**EXERCISE BRIEF:** Please reproduce the full set of data below exactly.

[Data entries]
########
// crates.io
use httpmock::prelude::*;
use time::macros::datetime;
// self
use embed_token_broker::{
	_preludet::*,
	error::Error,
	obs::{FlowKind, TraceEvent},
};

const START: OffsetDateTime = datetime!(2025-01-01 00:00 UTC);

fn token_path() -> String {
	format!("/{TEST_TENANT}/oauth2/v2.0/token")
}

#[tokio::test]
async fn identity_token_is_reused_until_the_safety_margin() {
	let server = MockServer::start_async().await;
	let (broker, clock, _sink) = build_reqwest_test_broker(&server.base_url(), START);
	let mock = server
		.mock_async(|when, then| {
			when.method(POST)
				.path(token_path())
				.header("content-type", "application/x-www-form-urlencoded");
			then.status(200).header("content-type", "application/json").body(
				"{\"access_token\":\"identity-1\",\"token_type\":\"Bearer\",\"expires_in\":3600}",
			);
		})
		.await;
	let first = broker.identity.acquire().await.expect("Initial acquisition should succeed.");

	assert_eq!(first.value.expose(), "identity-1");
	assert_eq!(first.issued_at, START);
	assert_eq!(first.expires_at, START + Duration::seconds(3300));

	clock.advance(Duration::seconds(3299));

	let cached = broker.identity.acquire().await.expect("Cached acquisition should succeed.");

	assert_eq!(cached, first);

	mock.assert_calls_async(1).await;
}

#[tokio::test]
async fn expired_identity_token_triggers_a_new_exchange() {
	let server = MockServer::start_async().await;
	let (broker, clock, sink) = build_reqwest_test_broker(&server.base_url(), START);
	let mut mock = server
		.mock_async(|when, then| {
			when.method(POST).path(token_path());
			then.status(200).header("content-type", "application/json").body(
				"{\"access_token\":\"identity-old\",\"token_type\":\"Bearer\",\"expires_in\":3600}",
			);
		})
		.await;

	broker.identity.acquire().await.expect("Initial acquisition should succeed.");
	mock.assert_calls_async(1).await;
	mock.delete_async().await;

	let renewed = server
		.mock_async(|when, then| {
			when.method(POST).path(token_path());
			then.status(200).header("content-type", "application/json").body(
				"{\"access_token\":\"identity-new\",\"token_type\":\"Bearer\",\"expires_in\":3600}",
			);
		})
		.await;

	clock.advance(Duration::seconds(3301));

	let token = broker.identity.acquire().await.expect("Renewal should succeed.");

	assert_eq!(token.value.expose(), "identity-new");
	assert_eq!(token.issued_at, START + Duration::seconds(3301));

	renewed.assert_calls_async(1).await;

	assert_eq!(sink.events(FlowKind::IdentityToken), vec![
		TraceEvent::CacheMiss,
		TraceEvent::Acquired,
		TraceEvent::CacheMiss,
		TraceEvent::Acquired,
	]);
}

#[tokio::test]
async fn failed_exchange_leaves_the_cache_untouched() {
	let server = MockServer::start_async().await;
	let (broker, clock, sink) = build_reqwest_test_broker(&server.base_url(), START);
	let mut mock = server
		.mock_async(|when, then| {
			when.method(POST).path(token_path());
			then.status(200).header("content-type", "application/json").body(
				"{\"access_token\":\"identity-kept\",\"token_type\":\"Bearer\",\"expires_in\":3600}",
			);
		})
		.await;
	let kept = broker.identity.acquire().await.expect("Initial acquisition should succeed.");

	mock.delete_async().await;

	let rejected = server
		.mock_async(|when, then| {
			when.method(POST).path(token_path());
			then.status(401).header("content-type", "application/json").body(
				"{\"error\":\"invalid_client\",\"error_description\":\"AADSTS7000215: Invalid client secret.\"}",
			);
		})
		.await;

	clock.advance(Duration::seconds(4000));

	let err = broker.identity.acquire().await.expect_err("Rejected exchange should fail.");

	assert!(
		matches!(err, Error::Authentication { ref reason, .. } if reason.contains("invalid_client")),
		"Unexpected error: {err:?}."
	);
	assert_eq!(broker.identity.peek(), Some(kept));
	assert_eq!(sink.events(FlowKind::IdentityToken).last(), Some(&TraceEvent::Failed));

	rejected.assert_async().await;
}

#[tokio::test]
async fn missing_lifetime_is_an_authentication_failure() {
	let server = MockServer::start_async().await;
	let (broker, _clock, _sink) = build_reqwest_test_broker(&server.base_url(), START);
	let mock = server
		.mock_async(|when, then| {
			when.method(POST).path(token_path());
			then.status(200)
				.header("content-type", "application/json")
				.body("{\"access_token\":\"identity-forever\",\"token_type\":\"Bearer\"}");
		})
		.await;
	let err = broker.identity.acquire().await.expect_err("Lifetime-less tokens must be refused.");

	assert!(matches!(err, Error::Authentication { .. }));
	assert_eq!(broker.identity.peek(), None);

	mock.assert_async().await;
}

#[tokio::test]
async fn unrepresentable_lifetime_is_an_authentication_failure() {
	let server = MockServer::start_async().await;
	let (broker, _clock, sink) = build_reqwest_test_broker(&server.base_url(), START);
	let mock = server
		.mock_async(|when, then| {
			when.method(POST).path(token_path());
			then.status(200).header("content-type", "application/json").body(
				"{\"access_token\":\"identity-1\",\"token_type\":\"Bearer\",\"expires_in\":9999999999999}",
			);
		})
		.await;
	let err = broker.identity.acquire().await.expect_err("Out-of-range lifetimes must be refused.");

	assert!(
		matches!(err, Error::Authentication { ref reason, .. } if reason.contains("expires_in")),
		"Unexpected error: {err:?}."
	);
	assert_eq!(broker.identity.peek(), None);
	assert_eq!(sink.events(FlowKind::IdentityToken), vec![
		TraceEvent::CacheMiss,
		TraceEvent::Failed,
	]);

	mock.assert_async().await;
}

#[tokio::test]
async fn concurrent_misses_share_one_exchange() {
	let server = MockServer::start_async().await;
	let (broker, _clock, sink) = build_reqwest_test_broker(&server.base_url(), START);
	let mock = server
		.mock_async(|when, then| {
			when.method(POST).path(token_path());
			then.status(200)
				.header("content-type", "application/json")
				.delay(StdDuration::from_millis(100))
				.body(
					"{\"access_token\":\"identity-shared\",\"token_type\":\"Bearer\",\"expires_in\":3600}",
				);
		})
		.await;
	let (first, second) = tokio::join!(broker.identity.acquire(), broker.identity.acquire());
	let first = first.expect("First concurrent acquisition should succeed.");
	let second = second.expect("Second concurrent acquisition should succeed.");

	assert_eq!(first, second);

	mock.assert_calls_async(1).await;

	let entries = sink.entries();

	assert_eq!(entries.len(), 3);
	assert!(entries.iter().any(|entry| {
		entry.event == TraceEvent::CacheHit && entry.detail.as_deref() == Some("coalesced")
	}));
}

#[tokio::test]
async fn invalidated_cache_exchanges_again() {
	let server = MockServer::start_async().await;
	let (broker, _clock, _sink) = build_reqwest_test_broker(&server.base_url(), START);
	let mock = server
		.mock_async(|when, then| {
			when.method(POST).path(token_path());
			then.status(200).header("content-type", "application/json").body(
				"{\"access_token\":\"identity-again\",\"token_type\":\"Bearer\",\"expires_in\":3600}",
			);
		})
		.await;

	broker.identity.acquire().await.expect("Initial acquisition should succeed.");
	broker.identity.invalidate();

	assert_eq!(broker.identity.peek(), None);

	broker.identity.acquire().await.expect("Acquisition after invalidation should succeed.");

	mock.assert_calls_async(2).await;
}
########
**RESPONSE BELOW:**
// crates.io
use httpmock::prelude::*;
use time::macros::datetime;
// self
use embed_token_broker::{
	_preludet::*,
	error::Error,
	obs::{FlowKind, TraceEvent},
};

const START: OffsetDateTime = datetime!(2025-01-01 00:00 UTC);

fn token_path() -> String {
	format!("/{TEST_TENANT}/oauth2/v2.0/token")
}

#[tokio::test]
async fn identity_token_is_reused_until_the_safety_margin() {
	let server = MockServer::start_async().await;
	let (broker, clock, _sink) = build_reqwest_test_broker(&server.base_url(), START);
	let mock = server
		.mock_async(|when, then| {
			when.method(POST)
				.path(token_path())
				.header("content-type", "application/x-www-form-urlencoded");
			then.status(200).header("content-type", "application/json").body(
				"{\"access_token\":\"identity-1\",\"token_type\":\"Bearer\",\"expires_in\":3600}",
			);
		})
		.await;
	let first = broker.identity.acquire().await.expect("Initial acquisition should succeed.");

	assert_eq!(first.value.expose(), "identity-1");
	assert_eq!(first.issued_at, START);
	assert_eq!(first.expires_at, START + Duration::seconds(3300));

	clock.advance(Duration::seconds(3299));

	let cached = broker.identity.acquire().await.expect("Cached acquisition should succeed.");

	assert_eq!(cached, first);

	mock.assert_calls_async(1).await;
}

#[tokio::test]
async fn expired_identity_token_triggers_a_new_exchange() {
	let server = MockServer::start_async().await;
	let (broker, clock, sink) = build_reqwest_test_broker(&server.base_url(), START);
	let mut mock = server
		.mock_async(|when, then| {
			when.method(POST).path(token_path());
			then.status(200).header("content-type", "application/json").body(
				"{\"access_token\":\"identity-old\",\"token_type\":\"Bearer\",\"expires_in\":3600}",
			);
		})
		.await;

	broker.identity.acquire().await.expect("Initial acquisition should succeed.");
	mock.assert_calls_async(1).await;
	mock.delete_async().await;

	let renewed = server
		.mock_async(|when, then| {
			when.method(POST).path(token_path());
			then.status(200).header("content-type", "application/json").body(
				"{\"access_token\":\"identity-new\",\"token_type\":\"Bearer\",\"expires_in\":3600}",
			);
		})
		.await;

	clock.advance(Duration::seconds(3301));

	let token = broker.identity.acquire().await.expect("Renewal should succeed.");

	assert_eq!(token.value.expose(), "identity-new");
	assert_eq!(token.issued_at, START + Duration::seconds(3301));

	renewed.assert_calls_async(1).await;

	assert_eq!(sink.events(FlowKind::IdentityToken), vec![
		TraceEvent::CacheMiss,
		TraceEvent::Acquired,
		TraceEvent::CacheMiss,
		TraceEvent::Acquired,
	]);
}

#[tokio::test]
async fn failed_exchange_leaves_the_cache_untouched() {
	let server = MockServer::start_async().await;
	let (broker, clock, sink) = build_reqwest_test_broker(&server.base_url(), START);
	let mut mock = server
		.mock_async(|when, then| {
			when.method(POST).path(token_path());
			then.status(200).header("content-type", "application/json").body(
				"{\"access_token\":\"identity-kept\",\"token_type\":\"Bearer\",\"expires_in\":3600}",
			);
		})
		.await;
	let kept = broker.identity.acquire().await.expect("Initial acquisition should succeed.");

	mock.delete_async().await;

	let rejected = server
		.mock_async(|when, then| {
			when.method(POST).path(token_path());
			then.status(401).header("content-type", "application/json").body(
				"{\"error\":\"invalid_client\",\"error_description\":\"AADSTS7000215: Invalid client secret.\"}",
			);
		})
		.await;

	clock.advance(Duration::seconds(4000));

	let err = broker.identity.acquire().await.expect_err("Rejected exchange should fail.");

	assert!(
		matches!(err, Error::Authentication { ref reason, .. } if reason.contains("invalid_client")),
		"Unexpected error: {err:?}."
	);
	assert_eq!(broker.identity.peek(), Some(kept));
	assert_eq!(sink.events(FlowKind::IdentityToken).last(), Some(&TraceEvent::Failed));

	rejected.assert_async().await;
}

#[tokio::test]
async fn missing_lifetime_is_an_authentication_failure() {
	let server = MockServer::start_async().await;
	let (broker, _clock, _sink) = build_reqwest_test_broker(&server.base_url(), START);
	let mock = server
		.mock_async(|when, then| {
			when.method(POST).path(token_path());
			then.status(200)
				.header("content-type", "application/json")
				.body("{\"access_token\":\"identity-forever\",\"token_type\":\"Bearer\"}");
		})
		.await;
	let err = broker.identity.acquire().await.expect_err("Lifetime-less tokens must be refused.");

	assert!(matches!(err, Error::Authentication { .. }));
	assert_eq!(broker.identity.peek(), None);

	mock.assert_async().await;
}

#[tokio::test]
async fn unrepresentable_lifetime_is_an_authentication_failure() {
	let server = MockServer::start_async().await;
	let (broker, _clock, sink) = build_reqwest_test_broker(&server.base_url(), START);
	let mock = server
		.mock_async(|when, then| {
			when.method(POST).path(token_path());
			then.status(200).header("content-type", "application/json").body(
				"{\"access_token\":\"identity-1\",\"token_type\":\"Bearer\",\"expires_in\":9999999999999}",
			);
		})
		.await;
	let err = broker.identity.acquire().await.expect_err("Out-of-range lifetimes must be refused.");

	assert!(
		matches!(err, Error::Authentication { ref reason, .. } if reason.contains("expires_in")),
		"Unexpected error: {err:?}."
	);
	assert_eq!(broker.identity.peek(), None);
	assert_eq!(sink.events(FlowKind::IdentityToken), vec![
		TraceEvent::CacheMiss,
		TraceEvent::Failed,
	]);

	mock.assert_async().await;
}

#[tokio::test]
async fn concurrent_misses_share_one_exchange() {
	let server = MockServer::start_async().await;
	let (broker, _clock, sink) = build_reqwest_test_broker(&server.base_url(), START);
	let mock = server
		.mock_async(|when, then| {
			when.method(POST).path(token_path());
			then.status(200)
				.header("content-type", "application/json")
				.delay(StdDuration::from_millis(100))
				.body(
					"{\"access_token\":\"identity-shared\",\"token_type\":\"Bearer\",\"expires_in\":3600}",
				);
		})
		.await;
	let (first, second) = tokio::join!(broker.identity.acquire(), broker.identity.acquire());
	let first = first.expect("First concurrent acquisition should succeed.");
	let second = second.expect("Second concurrent acquisition should succeed.");

	assert_eq!(first, second);

	mock.assert_calls_async(1).await;

	let entries = sink.entries();

	assert_eq!(entries.len(), 3);
	assert!(entries.iter().any(|entry| {
		entry.event == TraceEvent::CacheHit && entry.detail.as_deref() == Some("coalesced")
	}));
}

#[tokio::test]
async fn invalidated_cache_exchanges_again() {
	let server = MockServer::start_async().await;
	let (broker, _clock, _sink) = build_reqwest_test_broker(&server.base_url(), START);
	let mock = server
		.mock_async(|when, then| {
			when.method(POST).path(token_path());
			then.status(200).header("content-type", "application/json").body(
				"{\"access_token\":\"identity-again\",\"token_type\":\"Bearer\",\"expires_in\":3600}",
			);
		})
		.await;

	broker.identity.acquire().await.expect("Initial acquisition should succeed.");
	broker.identity.invalidate();

	assert_eq!(broker.identity.peek(), None);

	broker.identity.acquire().await.expect("Acquisition after invalidation should succeed.");

	mock.assert_calls_async(2).await;
}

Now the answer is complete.